C. L. : “Les États généraux ont aussi été l’occasion de faire le constat que les consommateurs expriment de nouvelles demandes alimentaires : de bio, de produits locaux, plus naturels, de produits français dont ils connaissent l’origine et l’histoire. Ils sont aussi demandeurs de plus de produits “sans” : sans antibiotiques, sans OGM... Ces tendances lourdes, il faut être capable de les entendre pour y répondre avec nos industries agroalimentaires. Mais il ne faut pas que nos industriels y voient juste l’occasion de surfer sur la vague, il faut un engagement contractuel avec les producteurs. Nous, on est capable de tout produire mais “plus vert c’est plus cher”. Si on nous demande plus de qualité, d’engagement, il faut des centimes derrière.” L’agriculture - et l’élevage - peinent à sortir du statut de responsable et coupable où certains mouvements les ont plongés. Comment (ré)agir ? C. L . : “Les débats ont été très vifs dans le cadre des EGA sur le bien-être animal, les menus végétariens, les phytos... des sujets très compliqués sur lesquels la profession a évité le pire. Notamment sur le bien-être animal où il n’y a pas eu le durcissement ni les excès voulus par certains. Le glyphosate n’a pas été interdit mais nous avons fait la proposition d’un contrat de solutions pour montrer qu’on est au travail sur ce délicat sujet des produits phytosanitaires. Les sujets sociétaux vont crescendo et ça nous concerne tous. Il faut que nous soyons plus “bavards” sur nos bonnes pratiques.
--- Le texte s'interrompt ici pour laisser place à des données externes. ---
//! # issue-cache
//!
//! Content cache and download orchestration for a digital newspaper reader.
//!
//! An issue is a dated publication of a feed, available in several variants
//! (public, demo, regular). Making an issue readable offline means fetching
//! its metadata, transferring every file it consists of, persisting the
//! result and keeping recently used issues in memory.
//!
//! ## Design
//!
//! - **All or nothing** - an issue is stored only if every file arrived
//! - **One download per publication** - concurrent requests share it
//! - **Pluggable seams** - metadata, persistence and transfers are traits
//! - **Event-driven** - consumers subscribe to download events
//!
//! ## Quick Start
//!
//! ```no_run
//! use chrono::NaiveDate;
//! use issue_cache::{Config, ContentService, IssuePublication};
//!
//! #[tokio::main]
//! async fn main() -> Result<(), Box<dyn std::error::Error>> {
//!     let mut config = Config::default();
//!     config.api.base_url = "https://api.example.com".to_string();
//!
//!     let service = ContentService::new(config).await?;
//!
//!     let mut events = service.subscribe();
//!     tokio::spawn(async move {
//!         while let Ok(event) = events.recv().await {
//!             println!("Event: {:?}", event);
//!         }
//!     });
//!
//!     let date = NaiveDate::from_ymd_opt(2024, 5, 1).ok_or("bad date")?;
//!     let issue = service
//!         .download_to_cache(&IssuePublication::new("taz", date))
//!         .await?;
//!     println!("{} has {} articles", issue.key(), issue.articles().count());
//!
//!     Ok(())
//! }
//! ```

#![warn(missing_docs)]
#![warn(clippy::all)]
#![warn(clippy::unwrap_used)]
#![warn(clippy::expect_used)]

/// Failure-aggregating join over file transfers
pub mod cache_operation;
/// Configuration types
pub mod config;
/// Download orchestration
pub mod content;
/// Database persistence layer
pub mod db;
/// Error types
pub mod error;
/// File transfer seam and HTTP implementation
pub mod file_downloader;
/// Bounded in-memory issue cache
pub mod memory_cache;
/// Metadata API client
pub mod metadata;
/// Retry logic with exponential backoff
pub mod retry;
/// Core types and events
pub mod types;

// Re-export commonly used types
pub use cache_operation::{CacheItem, CacheOperation, CacheOperationItem, SharedPriority};
pub use config::Config;
pub use content::{ContentService, DownloadOptions, StorageLayout};
pub use db::{Database, IssueRepository};
pub use error::{CacheOperationFailed, DatabaseError, Error, FileFailure, Result};
pub use file_downloader::{FileDownloader, HttpFileDownloader};
pub use memory_cache::IssueInMemoryCache;
pub use metadata::{HttpMetadataApi, MetadataApi};
pub use types::{
    Article, ArticleStub, DownloadPriority, Event, FileEntry, Issue, IssueDescriptor, IssueKey,
    IssuePublication, IssueStatus, IssueStub, ResourceDescriptor, Section, StorageType,
};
C’est à nous aussi d’exiger des pouvoirs publics le respect des biens et des personnes : suite aux intrusions dans les abattoirs, dans les élevages et l’incendie (NDLR : d’un abattoir dans l’Ain), j’ai adressé, avec le président des JA, une lettre ouverte au Président de la République qui n’a pas répondu. Nous avons demandé une mission parlementaire qui est en train de se mettre en place pour étudier ces réseaux, leur financement, ces agissements. Une trentaine de parlementaires nous soutient déjà. Aujourd’hui, ce sont davantage les bouchers qui sont visés mais c’est insupportable qu’une infime partie de la population veuille imposer et dicter sa loi, dans une espèce de dictature alimentaire. On voit bien que c’est un sujet qui s’installe, on ne peut pas passer à côté mais nous y avons déjà travaillé, la FNSEA, Interbev, il y a déjà eu de nombreuses initiatives.”
Premières impressions favorables sur le nouveau ministre de l’Agriculture ?
C. L. : “C’est un ministre qui connaît les sujets agricoles, c’est un battant, il a dit qu’il serait le ministre des agriculteurs et des agricultrices, qu’il en avait assez de voir ce secteur stigmatisé et critiqué : rien que ça, c’est important. Il est d’un département, la Drôme, où le poids de l’agriculture est une vraie réalité. Il a dit qu’il serait très “punchy”. On verra les décisions qui suivent. Il est très au fait sur la question de la main d’œuvre occasionnelle, très conscient qu’il y a un problème sur ce sujet. Nous nous battons pour qu’il y ait une compensation intégrale de l’exonération du Tode (allègement de charges, NDLR). Ce n’est pas gagné mais on est déjà remonté de 0 à 105 M€, il manque encore 39 M€ pour compenser intégralement. Nous nous battrons jusqu’au bout, au Sénat et à l’Assemblée. Sinon, les employeurs de travailleurs occasionnels seraient les seuls à ne pas voir leurs charges baisser.”
(1) Taxe intérieure de consommation.